What is needed – A line below contains "file (or stdin", and a later one contains "over it; otherwise". Repeat both, with every line between them, exactly.

Input records –
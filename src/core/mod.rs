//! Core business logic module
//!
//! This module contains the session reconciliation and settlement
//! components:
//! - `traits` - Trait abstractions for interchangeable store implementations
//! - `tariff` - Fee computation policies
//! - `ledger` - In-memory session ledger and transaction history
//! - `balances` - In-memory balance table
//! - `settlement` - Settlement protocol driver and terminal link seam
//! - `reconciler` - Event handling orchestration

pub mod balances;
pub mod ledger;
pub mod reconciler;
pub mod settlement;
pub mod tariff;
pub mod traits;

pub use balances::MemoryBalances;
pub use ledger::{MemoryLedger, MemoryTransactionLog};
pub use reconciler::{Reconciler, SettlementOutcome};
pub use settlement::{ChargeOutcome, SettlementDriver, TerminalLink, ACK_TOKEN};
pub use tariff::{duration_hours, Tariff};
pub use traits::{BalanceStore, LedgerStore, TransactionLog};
--
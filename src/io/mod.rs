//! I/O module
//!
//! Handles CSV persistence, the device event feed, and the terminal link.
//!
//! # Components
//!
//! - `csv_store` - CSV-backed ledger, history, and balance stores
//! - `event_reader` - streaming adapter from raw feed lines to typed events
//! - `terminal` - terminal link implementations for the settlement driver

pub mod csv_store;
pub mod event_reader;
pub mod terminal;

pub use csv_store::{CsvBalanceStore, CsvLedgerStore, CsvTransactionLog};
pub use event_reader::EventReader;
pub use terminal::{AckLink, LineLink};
...
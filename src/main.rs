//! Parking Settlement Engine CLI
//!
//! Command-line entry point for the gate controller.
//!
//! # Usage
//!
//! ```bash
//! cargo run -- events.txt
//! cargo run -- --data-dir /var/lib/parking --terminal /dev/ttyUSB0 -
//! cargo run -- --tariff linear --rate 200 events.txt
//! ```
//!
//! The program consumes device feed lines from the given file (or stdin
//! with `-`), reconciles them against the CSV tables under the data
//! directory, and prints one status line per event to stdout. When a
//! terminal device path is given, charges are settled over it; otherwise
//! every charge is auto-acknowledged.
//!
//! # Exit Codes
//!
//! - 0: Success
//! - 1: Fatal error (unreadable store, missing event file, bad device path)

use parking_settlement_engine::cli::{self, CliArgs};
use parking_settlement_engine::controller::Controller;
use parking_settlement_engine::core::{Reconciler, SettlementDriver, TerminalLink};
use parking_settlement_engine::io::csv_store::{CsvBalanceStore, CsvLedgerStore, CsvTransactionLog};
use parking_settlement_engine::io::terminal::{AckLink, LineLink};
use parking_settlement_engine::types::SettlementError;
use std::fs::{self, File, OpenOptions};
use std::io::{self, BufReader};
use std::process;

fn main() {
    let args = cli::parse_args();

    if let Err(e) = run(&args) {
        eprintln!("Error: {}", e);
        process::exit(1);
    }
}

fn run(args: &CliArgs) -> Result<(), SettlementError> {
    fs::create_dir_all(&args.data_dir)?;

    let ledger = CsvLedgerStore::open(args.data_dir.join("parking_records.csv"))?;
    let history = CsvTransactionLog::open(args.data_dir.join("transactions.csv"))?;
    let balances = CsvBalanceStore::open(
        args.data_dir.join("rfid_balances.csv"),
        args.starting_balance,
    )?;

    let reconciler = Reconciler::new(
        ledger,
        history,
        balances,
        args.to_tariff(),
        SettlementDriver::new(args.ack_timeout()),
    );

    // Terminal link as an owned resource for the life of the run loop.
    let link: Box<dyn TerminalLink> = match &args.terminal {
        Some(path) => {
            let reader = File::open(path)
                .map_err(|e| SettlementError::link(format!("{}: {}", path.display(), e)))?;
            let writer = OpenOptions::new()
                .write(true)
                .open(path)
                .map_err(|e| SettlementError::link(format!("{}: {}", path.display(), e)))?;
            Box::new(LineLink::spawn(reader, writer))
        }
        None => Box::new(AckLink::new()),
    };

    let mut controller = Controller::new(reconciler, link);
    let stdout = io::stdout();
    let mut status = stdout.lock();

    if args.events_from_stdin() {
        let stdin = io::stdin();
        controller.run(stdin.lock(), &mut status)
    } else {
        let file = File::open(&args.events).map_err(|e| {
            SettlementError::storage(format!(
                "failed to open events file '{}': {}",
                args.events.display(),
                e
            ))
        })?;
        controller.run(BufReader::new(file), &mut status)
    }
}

Task response –
//! The program consumes device feed lines from the given file (or stdin
//! with `-`), reconciles them against the CSV tables under the data
//! directory, and prints one status line per event to stdout. When a
//! terminal device path is given, charges are settled over it; otherwise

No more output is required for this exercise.